-------- SOURCE DATA

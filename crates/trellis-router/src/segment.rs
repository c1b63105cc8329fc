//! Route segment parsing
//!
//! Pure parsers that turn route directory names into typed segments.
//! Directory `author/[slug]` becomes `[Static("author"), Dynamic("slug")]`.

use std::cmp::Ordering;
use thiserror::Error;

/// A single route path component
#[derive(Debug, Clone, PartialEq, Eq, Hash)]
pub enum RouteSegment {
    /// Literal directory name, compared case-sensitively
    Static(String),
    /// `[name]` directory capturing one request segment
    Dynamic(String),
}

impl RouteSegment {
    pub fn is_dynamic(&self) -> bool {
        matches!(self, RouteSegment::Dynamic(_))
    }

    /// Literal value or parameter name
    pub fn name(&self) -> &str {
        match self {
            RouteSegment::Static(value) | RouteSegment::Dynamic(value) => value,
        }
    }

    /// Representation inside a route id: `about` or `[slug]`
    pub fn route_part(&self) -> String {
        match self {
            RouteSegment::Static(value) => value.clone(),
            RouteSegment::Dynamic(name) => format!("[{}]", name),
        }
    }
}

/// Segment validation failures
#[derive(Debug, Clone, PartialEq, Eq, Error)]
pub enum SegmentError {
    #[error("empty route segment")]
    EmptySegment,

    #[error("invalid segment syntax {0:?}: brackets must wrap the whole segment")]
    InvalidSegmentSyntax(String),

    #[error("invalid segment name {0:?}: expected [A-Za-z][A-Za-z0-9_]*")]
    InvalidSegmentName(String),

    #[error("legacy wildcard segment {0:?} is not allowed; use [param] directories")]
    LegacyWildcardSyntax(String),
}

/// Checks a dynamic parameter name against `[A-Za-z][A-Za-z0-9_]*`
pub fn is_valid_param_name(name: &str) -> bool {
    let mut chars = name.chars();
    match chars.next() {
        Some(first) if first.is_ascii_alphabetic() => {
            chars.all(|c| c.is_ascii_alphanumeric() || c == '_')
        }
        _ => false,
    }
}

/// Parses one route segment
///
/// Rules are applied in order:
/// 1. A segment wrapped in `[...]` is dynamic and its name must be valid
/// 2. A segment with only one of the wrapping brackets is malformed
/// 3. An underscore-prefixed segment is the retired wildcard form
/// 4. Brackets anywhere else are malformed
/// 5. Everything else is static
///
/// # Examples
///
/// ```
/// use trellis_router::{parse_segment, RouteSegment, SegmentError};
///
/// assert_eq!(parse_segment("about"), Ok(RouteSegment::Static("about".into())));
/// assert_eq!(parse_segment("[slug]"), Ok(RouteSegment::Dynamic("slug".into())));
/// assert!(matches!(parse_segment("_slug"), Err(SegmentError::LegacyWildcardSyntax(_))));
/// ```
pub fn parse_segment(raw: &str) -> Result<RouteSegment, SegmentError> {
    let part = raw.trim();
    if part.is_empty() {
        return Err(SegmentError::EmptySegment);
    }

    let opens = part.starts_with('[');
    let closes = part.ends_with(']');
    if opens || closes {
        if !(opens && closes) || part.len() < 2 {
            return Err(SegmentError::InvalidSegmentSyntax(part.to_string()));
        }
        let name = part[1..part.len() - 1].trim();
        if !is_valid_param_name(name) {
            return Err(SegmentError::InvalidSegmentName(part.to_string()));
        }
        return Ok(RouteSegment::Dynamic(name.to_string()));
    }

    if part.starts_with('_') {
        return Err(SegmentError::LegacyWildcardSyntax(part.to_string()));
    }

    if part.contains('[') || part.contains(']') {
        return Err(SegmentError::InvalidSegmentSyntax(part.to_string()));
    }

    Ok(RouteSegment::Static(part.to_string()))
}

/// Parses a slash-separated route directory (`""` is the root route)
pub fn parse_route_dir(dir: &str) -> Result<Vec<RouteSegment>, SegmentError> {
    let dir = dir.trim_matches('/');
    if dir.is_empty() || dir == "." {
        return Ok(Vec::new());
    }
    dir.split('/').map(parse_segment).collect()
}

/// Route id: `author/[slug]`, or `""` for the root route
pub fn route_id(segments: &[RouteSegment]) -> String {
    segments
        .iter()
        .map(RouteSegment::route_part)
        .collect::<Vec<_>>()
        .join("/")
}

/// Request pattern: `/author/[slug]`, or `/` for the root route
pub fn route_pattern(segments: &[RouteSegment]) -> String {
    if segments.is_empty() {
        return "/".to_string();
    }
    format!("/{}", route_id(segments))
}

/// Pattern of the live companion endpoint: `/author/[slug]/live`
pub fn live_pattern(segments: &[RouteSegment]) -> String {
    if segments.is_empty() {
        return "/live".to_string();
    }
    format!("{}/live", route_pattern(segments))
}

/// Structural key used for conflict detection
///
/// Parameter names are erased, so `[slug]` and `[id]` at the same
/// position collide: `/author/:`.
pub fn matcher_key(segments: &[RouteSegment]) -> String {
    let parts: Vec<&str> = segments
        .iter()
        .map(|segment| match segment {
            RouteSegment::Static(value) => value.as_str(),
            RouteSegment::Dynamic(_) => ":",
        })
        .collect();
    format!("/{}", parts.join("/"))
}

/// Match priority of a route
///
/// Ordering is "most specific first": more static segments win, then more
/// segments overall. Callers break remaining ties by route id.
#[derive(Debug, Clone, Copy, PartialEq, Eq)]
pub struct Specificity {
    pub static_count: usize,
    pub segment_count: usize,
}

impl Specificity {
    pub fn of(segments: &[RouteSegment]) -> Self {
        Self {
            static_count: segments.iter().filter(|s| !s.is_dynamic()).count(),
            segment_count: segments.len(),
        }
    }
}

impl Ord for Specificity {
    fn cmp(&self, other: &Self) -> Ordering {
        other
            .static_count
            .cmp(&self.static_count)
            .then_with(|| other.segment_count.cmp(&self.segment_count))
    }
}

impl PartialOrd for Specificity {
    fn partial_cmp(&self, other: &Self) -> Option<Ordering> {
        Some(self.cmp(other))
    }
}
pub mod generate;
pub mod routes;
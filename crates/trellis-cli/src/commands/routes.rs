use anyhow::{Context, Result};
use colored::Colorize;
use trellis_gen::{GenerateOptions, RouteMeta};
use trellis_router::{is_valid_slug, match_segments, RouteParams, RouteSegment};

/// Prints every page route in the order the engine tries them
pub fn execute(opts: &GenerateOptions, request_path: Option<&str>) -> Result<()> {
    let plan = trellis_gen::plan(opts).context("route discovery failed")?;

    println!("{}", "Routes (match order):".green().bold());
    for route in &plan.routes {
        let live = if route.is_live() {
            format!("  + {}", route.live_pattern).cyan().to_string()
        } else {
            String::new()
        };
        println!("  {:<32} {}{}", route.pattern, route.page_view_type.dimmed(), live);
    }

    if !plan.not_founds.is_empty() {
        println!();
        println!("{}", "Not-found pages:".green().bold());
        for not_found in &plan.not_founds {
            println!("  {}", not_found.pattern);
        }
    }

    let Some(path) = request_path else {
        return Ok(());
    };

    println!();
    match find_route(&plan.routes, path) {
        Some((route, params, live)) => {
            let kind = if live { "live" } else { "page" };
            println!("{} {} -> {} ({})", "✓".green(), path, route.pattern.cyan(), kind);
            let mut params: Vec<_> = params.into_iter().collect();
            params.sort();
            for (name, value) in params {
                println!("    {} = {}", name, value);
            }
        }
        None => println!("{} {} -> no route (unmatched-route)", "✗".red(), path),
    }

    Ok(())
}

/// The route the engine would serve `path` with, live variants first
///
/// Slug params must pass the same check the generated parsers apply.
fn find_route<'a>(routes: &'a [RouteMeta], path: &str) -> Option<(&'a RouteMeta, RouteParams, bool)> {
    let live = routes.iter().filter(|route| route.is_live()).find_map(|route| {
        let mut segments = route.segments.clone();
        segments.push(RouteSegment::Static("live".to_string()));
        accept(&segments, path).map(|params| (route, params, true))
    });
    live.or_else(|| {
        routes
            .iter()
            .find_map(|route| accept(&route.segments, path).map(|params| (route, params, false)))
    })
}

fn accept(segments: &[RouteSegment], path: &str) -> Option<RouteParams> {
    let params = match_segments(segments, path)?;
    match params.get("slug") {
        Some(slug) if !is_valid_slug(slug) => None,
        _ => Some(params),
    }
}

----------------

WHAT NEEDS TO BE DONE
Set down exactly the lines of the data above, beginning with the line that has "pub enum SegmentError" and ending with the line that has "Checks a dynamic", and no others.

EXERCISE ANSWER
pub enum SegmentError {
    #[error("empty route segment")]
    EmptySegment,

    #[error("invalid segment syntax {0:?}: brackets must wrap the whole segment")]
    InvalidSegmentSyntax(String),

    #[error("invalid segment name {0:?}: expected [A-Za-z][A-Za-z0-9_]*")]
    InvalidSegmentName(String),

    #[error("legacy wildcard segment {0:?} is not allowed; use [param] directories")]
    LegacyWildcardSyntax(String),
}

/// Checks a dynamic parameter name against `[A-Za-z][A-Za-z0-9_]*`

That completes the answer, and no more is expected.